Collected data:
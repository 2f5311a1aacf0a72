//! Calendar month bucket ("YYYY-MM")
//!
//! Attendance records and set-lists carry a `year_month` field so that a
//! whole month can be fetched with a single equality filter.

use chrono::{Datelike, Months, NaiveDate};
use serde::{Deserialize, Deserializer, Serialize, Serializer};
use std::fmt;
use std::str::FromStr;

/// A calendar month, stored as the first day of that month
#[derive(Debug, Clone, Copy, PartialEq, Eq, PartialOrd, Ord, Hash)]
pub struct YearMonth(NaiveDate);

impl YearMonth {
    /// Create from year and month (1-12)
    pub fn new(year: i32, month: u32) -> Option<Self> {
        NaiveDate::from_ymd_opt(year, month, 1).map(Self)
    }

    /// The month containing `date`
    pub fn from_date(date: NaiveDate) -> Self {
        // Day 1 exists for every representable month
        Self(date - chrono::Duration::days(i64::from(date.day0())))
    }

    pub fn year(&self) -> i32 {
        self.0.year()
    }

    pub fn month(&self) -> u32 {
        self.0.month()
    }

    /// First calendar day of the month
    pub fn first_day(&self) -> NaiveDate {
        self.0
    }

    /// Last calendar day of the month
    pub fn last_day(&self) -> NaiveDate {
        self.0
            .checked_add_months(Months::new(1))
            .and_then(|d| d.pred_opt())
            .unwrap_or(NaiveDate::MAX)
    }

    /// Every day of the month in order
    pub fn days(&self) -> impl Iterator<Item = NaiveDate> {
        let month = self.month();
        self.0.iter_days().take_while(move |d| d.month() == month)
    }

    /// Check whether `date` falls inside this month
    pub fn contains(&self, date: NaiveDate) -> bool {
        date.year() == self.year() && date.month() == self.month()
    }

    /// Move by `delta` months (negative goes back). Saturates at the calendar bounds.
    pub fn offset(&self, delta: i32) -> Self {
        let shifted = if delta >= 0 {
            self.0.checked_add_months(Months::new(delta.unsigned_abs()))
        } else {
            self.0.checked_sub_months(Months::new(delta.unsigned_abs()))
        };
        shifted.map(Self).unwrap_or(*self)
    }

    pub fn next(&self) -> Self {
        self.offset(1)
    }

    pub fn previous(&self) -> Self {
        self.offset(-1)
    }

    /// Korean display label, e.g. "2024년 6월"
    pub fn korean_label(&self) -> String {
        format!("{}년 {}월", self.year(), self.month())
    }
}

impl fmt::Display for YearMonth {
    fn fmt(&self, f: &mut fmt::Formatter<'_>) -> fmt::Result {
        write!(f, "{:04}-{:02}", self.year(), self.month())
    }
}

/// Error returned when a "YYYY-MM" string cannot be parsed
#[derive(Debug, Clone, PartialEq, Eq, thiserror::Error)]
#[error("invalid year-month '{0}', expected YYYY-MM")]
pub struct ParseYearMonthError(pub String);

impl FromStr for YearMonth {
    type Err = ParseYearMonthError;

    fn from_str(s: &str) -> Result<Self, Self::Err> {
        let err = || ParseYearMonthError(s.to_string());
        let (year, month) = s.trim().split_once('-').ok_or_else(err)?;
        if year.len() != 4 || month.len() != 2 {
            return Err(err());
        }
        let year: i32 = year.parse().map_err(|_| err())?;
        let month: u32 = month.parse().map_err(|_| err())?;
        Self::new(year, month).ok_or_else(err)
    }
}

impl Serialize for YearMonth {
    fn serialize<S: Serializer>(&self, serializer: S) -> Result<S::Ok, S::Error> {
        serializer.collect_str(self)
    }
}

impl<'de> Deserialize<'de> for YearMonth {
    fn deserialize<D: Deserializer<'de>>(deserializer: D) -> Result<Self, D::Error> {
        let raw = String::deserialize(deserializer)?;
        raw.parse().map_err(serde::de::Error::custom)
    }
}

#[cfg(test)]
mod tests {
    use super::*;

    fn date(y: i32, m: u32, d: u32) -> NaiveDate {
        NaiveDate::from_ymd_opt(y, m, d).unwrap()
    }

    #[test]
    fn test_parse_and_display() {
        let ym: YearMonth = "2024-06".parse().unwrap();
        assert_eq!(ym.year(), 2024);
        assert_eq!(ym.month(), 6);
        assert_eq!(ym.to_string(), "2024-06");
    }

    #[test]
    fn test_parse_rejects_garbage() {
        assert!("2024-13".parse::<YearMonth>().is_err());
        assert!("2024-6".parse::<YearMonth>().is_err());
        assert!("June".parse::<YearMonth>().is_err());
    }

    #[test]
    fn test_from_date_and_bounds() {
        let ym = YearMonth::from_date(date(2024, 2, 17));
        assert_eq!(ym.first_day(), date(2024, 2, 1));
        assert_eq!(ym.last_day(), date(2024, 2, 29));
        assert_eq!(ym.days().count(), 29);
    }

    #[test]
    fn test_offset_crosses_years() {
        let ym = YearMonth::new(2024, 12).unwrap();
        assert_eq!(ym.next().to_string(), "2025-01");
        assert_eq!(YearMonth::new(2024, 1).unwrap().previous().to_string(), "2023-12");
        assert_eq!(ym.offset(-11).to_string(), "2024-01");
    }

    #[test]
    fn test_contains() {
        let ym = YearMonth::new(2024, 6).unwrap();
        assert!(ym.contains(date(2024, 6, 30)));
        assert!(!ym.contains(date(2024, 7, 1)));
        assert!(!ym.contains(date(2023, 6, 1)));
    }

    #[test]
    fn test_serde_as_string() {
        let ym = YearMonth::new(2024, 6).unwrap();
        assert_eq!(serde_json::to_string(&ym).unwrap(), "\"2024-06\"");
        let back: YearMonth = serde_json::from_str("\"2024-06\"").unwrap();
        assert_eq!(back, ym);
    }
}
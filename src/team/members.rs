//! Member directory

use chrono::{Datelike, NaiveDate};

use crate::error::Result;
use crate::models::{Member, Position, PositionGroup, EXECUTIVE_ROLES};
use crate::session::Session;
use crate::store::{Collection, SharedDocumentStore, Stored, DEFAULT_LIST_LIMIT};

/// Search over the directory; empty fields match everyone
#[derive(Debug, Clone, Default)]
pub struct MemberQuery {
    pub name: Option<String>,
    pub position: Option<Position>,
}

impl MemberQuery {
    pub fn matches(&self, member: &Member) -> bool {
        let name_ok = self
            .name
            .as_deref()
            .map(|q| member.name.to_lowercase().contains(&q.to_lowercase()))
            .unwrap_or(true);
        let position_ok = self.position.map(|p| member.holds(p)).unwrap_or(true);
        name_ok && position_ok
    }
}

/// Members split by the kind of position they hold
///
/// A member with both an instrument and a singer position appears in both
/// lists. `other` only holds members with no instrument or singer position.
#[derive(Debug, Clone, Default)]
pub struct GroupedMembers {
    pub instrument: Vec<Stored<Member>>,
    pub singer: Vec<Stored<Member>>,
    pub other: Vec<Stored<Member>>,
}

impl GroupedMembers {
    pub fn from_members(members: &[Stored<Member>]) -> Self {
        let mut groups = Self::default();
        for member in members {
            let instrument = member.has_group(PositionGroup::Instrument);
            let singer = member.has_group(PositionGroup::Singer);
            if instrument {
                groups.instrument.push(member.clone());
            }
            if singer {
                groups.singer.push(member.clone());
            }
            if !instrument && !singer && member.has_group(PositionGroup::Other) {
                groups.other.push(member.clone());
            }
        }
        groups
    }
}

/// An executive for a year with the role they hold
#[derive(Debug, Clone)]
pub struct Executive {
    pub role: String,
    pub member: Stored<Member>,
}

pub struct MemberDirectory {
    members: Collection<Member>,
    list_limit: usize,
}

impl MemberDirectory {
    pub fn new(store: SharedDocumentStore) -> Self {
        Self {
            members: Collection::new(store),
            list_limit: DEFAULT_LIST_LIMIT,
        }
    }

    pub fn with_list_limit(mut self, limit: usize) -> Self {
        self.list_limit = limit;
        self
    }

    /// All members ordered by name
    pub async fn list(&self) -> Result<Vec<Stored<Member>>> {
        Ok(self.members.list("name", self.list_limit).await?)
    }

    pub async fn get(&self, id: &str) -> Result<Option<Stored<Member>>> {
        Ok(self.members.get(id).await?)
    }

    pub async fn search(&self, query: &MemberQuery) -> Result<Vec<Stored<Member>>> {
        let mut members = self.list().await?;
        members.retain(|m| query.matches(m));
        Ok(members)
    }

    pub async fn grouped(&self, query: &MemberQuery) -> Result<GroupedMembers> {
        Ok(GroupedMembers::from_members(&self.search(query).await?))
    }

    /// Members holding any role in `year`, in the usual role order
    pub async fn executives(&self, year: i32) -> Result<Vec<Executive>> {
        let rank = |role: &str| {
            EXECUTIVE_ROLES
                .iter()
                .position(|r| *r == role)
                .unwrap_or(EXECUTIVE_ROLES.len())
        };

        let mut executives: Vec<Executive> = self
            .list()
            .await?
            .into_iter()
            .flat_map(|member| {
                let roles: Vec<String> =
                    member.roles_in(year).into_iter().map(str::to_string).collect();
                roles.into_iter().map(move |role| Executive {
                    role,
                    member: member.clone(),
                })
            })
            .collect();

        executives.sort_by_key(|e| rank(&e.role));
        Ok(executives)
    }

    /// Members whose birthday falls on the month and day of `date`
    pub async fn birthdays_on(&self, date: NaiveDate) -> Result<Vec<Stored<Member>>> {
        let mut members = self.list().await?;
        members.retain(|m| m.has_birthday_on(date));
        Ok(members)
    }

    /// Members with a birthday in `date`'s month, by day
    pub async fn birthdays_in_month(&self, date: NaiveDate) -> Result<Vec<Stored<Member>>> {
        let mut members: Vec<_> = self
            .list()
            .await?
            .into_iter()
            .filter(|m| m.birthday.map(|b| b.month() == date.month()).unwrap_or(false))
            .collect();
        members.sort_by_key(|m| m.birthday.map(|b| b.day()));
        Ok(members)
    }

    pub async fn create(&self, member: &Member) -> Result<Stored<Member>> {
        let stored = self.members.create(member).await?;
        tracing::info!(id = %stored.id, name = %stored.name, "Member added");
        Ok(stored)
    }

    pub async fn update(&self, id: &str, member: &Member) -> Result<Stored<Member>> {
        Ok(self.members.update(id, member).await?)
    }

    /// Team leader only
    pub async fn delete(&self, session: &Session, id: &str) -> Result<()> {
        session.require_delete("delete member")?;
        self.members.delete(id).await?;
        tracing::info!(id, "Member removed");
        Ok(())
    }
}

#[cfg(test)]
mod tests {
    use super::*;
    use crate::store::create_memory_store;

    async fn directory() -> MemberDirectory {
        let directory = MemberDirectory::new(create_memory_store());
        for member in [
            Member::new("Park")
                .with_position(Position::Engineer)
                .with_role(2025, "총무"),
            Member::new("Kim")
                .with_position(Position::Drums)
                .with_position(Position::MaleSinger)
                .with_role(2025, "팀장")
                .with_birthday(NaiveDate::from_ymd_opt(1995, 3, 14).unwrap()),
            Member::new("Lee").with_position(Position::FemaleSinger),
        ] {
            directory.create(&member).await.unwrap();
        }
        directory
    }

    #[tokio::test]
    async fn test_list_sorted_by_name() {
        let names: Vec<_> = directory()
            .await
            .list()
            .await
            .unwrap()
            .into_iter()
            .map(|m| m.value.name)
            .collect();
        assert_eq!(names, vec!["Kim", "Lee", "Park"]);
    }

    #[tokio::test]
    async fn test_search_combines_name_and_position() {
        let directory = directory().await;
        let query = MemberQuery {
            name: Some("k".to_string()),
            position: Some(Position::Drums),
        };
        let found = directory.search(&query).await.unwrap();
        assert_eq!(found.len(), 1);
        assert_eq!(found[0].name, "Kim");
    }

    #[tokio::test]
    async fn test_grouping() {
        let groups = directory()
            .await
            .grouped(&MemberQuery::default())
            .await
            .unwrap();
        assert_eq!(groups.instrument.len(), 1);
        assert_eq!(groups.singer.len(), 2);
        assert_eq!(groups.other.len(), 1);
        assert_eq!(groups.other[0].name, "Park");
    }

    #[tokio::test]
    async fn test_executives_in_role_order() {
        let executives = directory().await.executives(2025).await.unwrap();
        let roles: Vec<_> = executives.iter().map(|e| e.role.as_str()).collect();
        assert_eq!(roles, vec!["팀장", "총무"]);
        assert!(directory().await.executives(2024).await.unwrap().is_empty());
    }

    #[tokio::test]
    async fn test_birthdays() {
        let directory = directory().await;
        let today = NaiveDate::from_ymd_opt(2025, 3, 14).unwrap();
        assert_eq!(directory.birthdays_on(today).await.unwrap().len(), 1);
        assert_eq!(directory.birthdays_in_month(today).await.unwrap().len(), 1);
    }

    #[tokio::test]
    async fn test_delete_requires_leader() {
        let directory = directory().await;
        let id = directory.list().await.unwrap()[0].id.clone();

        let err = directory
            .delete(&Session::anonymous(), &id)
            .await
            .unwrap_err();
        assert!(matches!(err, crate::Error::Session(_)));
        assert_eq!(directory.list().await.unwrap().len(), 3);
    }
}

YOUR GOAL:
Search the data above and return each line in which "next" occurs.

REPLY:
    pub fn next(&self) -> Self {
        assert_eq!(ym.next().to_string(), "2025-01");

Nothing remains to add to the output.